This acquisition provides critical infrastructure and an the Internet portal
through which the Company can build part of its integrated platform for
e-commerce and develop its planned innovations in facilitating financial
transactions across the Internet.
2) WINS - The due diligence report regarding the ATTM card has now been received
by the Board and the final evaluation of the intellectual property and patent
pending application is being undertaken. When this is satisfactorily completed
the consideration of 333,333 common shares will be issued for the purchase.

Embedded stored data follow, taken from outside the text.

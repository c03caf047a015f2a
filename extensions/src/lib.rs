//! Provider adapters implementing [`parley_core::chat::ChatModel`].

pub mod openai;
pub mod retry;
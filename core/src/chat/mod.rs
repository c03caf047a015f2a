// Implementation Notes:
//
//     Model Adapters:
//         Each provider gets an adapter struct implementing ChatModel (e.g. OpenAiChat in
//         parley_extensions). Transport, auth and payload encoding stay inside the adapter.
//
//     Context Management:
//         ChatModel does not trim or summarize transcripts. Callers use count_tokens and
//         max_context_length to decide what to send.

pub mod error;

use std::fmt;
use std::future::Future;

use serde::{Deserialize, Serialize};

pub use error::GenerationError;

/// A chat-completion backend.
///
/// Implementations hold fixed configuration and no per-call mutable state, so a single
/// instance can serve concurrent calls from many tasks.
pub trait ChatModel: Send + Sync {
    /// The raw fragment envelope handed to streaming callbacks.
    type Chunk: Send;

    /// Sends the whole transcript and returns the completed reply text.
    fn generate(&self, messages: &[Message]) -> impl Future<Output = Result<String, GenerationError>> + Send;

    /// Streams a reply, awaiting `on_token` once per fragment in provider order.
    ///
    /// Returns the text deltas of every fragment that carried one. Dropping the returned
    /// future cancels the stream; fragments collected so far are discarded.
    fn generate_streaming<C>(
        &self,
        messages: &[Message],
        on_token: C,
    ) -> impl Future<Output = Result<Vec<String>, GenerationError>> + Send
    where
        C: TokenCallback<Self::Chunk>;

    /// Number of tokens `text` encodes to with this model's tokenizer.
    fn count_tokens(&self, text: &str) -> usize;

    /// Upper bound on prompt plus reply tokens.
    fn max_context_length(&self) -> usize;
}

/// Receives streamed fragments. The stream does not advance until the returned future
/// completes.
pub trait TokenCallback<C>: Send {
    fn on_token(&mut self, chunk: C) -> impl Future<Output = ()> + Send;
}

impl<C, F, Fut> TokenCallback<C> for F
where
    F: FnMut(C) -> Fut + Send,
    Fut: Future<Output = ()> + Send,
{
    fn on_token(&mut self, chunk: C) -> impl Future<Output = ()> + Send {
        (self)(chunk)
    }
}

#[derive(Serialize, Deserialize, Debug, Clone, PartialEq, Eq)]
pub struct Message {
    pub role: MessageRole,
    pub content: String,
}

impl Message {
    pub fn system<T: Into<String>>(content: T) -> Self {
        Self {
            role: MessageRole::System,
            content: content.into(),
        }
    }
    pub fn user<T: Into<String>>(content: T) -> Self {
        Self {
            role: MessageRole::User,
            content: content.into(),
        }
    }
    pub fn assistant<T: Into<String>>(content: T) -> Self {
        Self {
            role: MessageRole::Assistant,
            content: content.into(),
        }
    }
}

#[derive(Serialize, Deserialize, Debug, Clone, Copy, PartialEq, Eq, Hash)]
#[serde(rename_all = "lowercase")]
pub enum MessageRole {
    System,
    User,
    Assistant,
}

impl fmt::Display for MessageRole {
    fn fmt(&self, f: &mut fmt::Formatter<'_>) -> fmt::Result {
        let role = match self {
            MessageRole::System => "system",
            MessageRole::User => "user",
            MessageRole::Assistant => "assistant",
        };
        f.write_str(role)
    }
}

/// Checks the preconditions shared by all generation calls.
pub fn validate_messages(messages: &[Message]) -> Result<(), GenerationError> {
    if messages.is_empty() {
        return Err(GenerationError::invalid_request("messages must not be empty"));
    }
    Ok(())
}
use async_trait::async_trait;

use super::error::OpenAiError;
use super::stream::ChunkStream;
use super::types::{ChatCompletionRequest, ChatCompletionResponse};

/// The two calls [`OpenAiChat`](super::OpenAiChat) makes against the provider.
///
/// [`SharedOpenAiClient`](super::SharedOpenAiClient) talks HTTP; other implementations
/// can replay recorded responses or inject failures.
#[async_trait]
pub trait CompletionBackend: Send + Sync {
    /// One non-streaming chat completion.
    async fn create(&self, request: &ChatCompletionRequest) -> Result<ChatCompletionResponse, OpenAiError>;

    /// Opens a streaming chat completion. Errors that happen before the first chunk
    /// (connection, HTTP status) are returned here; later ones come through the stream.
    async fn create_stream(&self, request: &ChatCompletionRequest) -> Result<ChunkStream, OpenAiError>;
}
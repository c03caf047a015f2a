use reqwest::StatusCode;
use serde::Deserialize;
use thiserror::Error;
use tracing::warn;

use parley_core::chat::GenerationError;

// ============== OpenAI API Error Structures ==============

/// The error envelope returned by the OpenAI API, both as an HTTP error body and as an
/// in-stream event.
#[derive(Deserialize, Debug, Clone)]
pub struct OpenAiErrorResponse {
    pub error: OpenAiErrorDetail,
}

/// Details of an OpenAI API error.
#[derive(Deserialize, Debug, Clone)]
pub struct OpenAiErrorDetail {
    /// Developer-facing error message.
    pub message: String,
    /// Error class, e.g. "invalid_request_error".
    #[serde(rename = "type", default)]
    pub error_type: Option<String>,
    #[serde(default)]
    pub param: Option<String>,
    /// Usually a string like "invalid_api_key", occasionally numeric.
    #[serde(default)]
    pub code: Option<serde_json::Value>,
}

// ============== Internal OpenAI Client Error Enum ==============

/// Every failure the OpenAI client can hit. Converted into [`GenerationError`] at the
/// `ChatModel` boundary.
#[derive(Error, Debug)]
pub enum OpenAiError {
    /// Error during network communication (sending request, reading response).
    #[error("Network error: {0}")]
    Network(#[from] reqwest::Error),

    #[error("Failed to serialize request body: {0}")]
    RequestSerialization(#[source] serde_json::Error),

    /// Error parsing a *successful* response body or stream event.
    #[error("Failed to parse response body ({context}): {source}")]
    ResponseParsing {
        context: String,
        #[source]
        source: serde_json::Error,
    },

    /// The API answered with a non-success status code.
    #[error("OpenAI API error: status={status}, message='{body_text}'")]
    ApiError {
        status: StatusCode,
        /// Parsed error details from the response body, if available.
        detail: Option<OpenAiErrorDetail>,
        /// Raw response body text.
        body_text: String,
    },

    #[error("Invalid configuration: {0}")]
    InvalidConfiguration(String),

    /// A successful response that does not carry what the API contract promises.
    #[error("Unexpected response format or data: {0}")]
    UnexpectedResponse(String),

    /// The event stream broke or the provider reported an error inside it.
    #[error("Streaming error: {0}")]
    Streaming(String),
}

impl OpenAiError {
    /// The provider's own message for API errors, the raw body otherwise.
    fn api_message(detail: &Option<OpenAiErrorDetail>, body_text: &str) -> String {
        detail
            .as_ref()
            .map(|d| d.message.clone())
            .unwrap_or_else(|| body_text.to_string())
    }
}

// ============== Shared Error Mapping Logic ==============

/// Turns a non-success `reqwest::Response` into [`OpenAiError::ApiError`], parsing the
/// OpenAI error envelope when the body has one.
///
/// Returns [`OpenAiError::Network`] if the body cannot be read at all.
pub(crate) async fn map_response_error(response: reqwest::Response) -> OpenAiError {
    let status = response.status();
    debug_assert!(!status.is_success(), "map_response_error called with success status");

    match response.text().await {
        Ok(body_text) => match serde_json::from_str::<OpenAiErrorResponse>(&body_text) {
            Ok(parsed_error) => OpenAiError::ApiError {
                status,
                detail: Some(parsed_error.error),
                body_text,
            },
            Err(parse_err) => {
                warn!(
                    status = %status,
                    error = %parse_err,
                    body = %body_text,
                    "Failed to parse OpenAI error response JSON, returning raw body."
                );
                OpenAiError::ApiError {
                    status,
                    detail: None,
                    body_text,
                }
            }
        },
        Err(e) => {
            warn!(status = %status, error = %e, "Failed to read OpenAI error response body text.");
            OpenAiError::Network(e)
        }
    }
}

// ============== From<OpenAiError> for GenerationError ==============

impl From<OpenAiError> for GenerationError {
    fn from(err: OpenAiError) -> Self {
        match err {
            OpenAiError::ApiError { status, ref detail, ref body_text } => match status {
                StatusCode::BAD_REQUEST
                | StatusCode::NOT_FOUND
                | StatusCode::UNSUPPORTED_MEDIA_TYPE
                | StatusCode::UNPROCESSABLE_ENTITY => {
                    GenerationError::InvalidRequest(OpenAiError::api_message(detail, body_text))
                }
                // Fixed message; the provider detail is not carried over.
                StatusCode::UNAUTHORIZED => GenerationError::Authentication,
                _ => GenerationError::transient(&err),
            },
            OpenAiError::RequestSerialization(source) => {
                GenerationError::InvalidRequest(format!("Failed to serialize request: {}", source))
            }
            OpenAiError::InvalidConfiguration(msg) => GenerationError::Configuration(msg),
            OpenAiError::Network(_)
            | OpenAiError::ResponseParsing { .. }
            | OpenAiError::UnexpectedResponse(_)
            | OpenAiError::Streaming(_) => GenerationError::transient(&err),
        }
    }
}
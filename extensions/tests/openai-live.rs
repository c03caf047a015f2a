//! Live calls against the OpenAI API. Run with `--ignored` and `OPENAI_API_KEY` set.

mod common;

use std::sync::{Arc, Mutex};

use parley_core::chat::{ChatModel, Message};
use parley_extensions::openai::{ChatCompletionChunk, ChatOptions, OpenAiChat};

use common::{get_api_key_or_skip, setup_tracing};

#[tokio::test]
#[ignore]
async fn live_generate() {
    setup_tracing();
    let Some(api_key) = get_api_key_or_skip("OPENAI_API_KEY", "live_generate") else {
        return;
    };
    let chat = OpenAiChat::new_with_options(api_key, ChatOptions::default().max_tokens(16)).unwrap();

    let reply = chat
        .generate(&[
            Message::system("Reply with a single word."),
            Message::user("What colour is the sky on a clear day?"),
        ])
        .await
        .unwrap();

    println!("Reply: {reply}");
    assert!(!reply.trim().is_empty());
}

#[tokio::test]
#[ignore]
async fn live_generate_streaming() {
    setup_tracing();
    let Some(api_key) = get_api_key_or_skip("OPENAI_API_KEY", "live_generate_streaming") else {
        return;
    };
    let chat = OpenAiChat::new_with_options(api_key, ChatOptions::default().max_tokens(32)).unwrap();

    let chunks = Arc::new(Mutex::new(0usize));
    let counter = chunks.clone();
    let fragments = chat
        .generate_streaming(&[Message::user("Count from one to five.")], move |_chunk: ChatCompletionChunk| {
            *counter.lock().unwrap() += 1;
            std::future::ready(())
        })
        .await
        .unwrap();

    println!("Streamed: {}", fragments.concat());
    assert!(!fragments.is_empty());
    assert!(*chunks.lock().unwrap() >= fragments.len());
}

3)The Company has entered into a memorandum of understanding to acquire NC
International Limited of the UK, which owns and operates Authority on line
Credit Card Authorization System. Authority provides secure credit card
authorization, in real time, over the Internet, using any currently available
browser. Authority carries full bank approvals and brings the Company an
existing revenue stream from credit card transaction fees. The consideration is
US$ 100,000 in cash and US$4 million in common shares.
The Authority trademark is a recognized Brand in the UK and its embedded
technology is currently sold direct and through value-added resellers. Until
recently there were about 200 registered customers, over 1500 software-download
users and new inquires at a rate of 10 to 20 per week.
This acquisition is part of strategic plan to provide complementary Internet
services using Authority in conjunction with the ATTM card and the provision of
Internet Services through Network UK.
Item 3. BANKRUPTCY OR RECEIVERSHIP
None.
Item 4. CHANGES IN ACCOUNTANTS
None.
Item 5. OTHER EVENTS
A. The Company has agreed to issue common stock to the following consultant
companies who arranged the Masstech/Castle/Gillam acquisition as follows:
Brent Trust 470,800 shares
Panacon Anstalt 4,259,200 shares
These shares will be issued as soon as the shares of Masstech/Gillam/Castle are
released from Escrow as stated in Item 2C above.
B. The total issued stock of the Company after taking into account the above
issues to Masstech and Gillam and Castle for the acquisitions described in Item
2 above is 60,056,414 common shares.
Item 6. BOARD OF DIRECTORS
The resignation of Joslin Bennett as Director became effective 1 April 1999.
Item 7. FINANCIAL STATEMENTS PRO FORMA FINANCIAL & EXHIBITS
Exhibit 10.1 - Purchase Agreement (Masstech Agreement)
Exhibit 10.2 - Share Exchange Agreement (Gillam/Castle Agreement)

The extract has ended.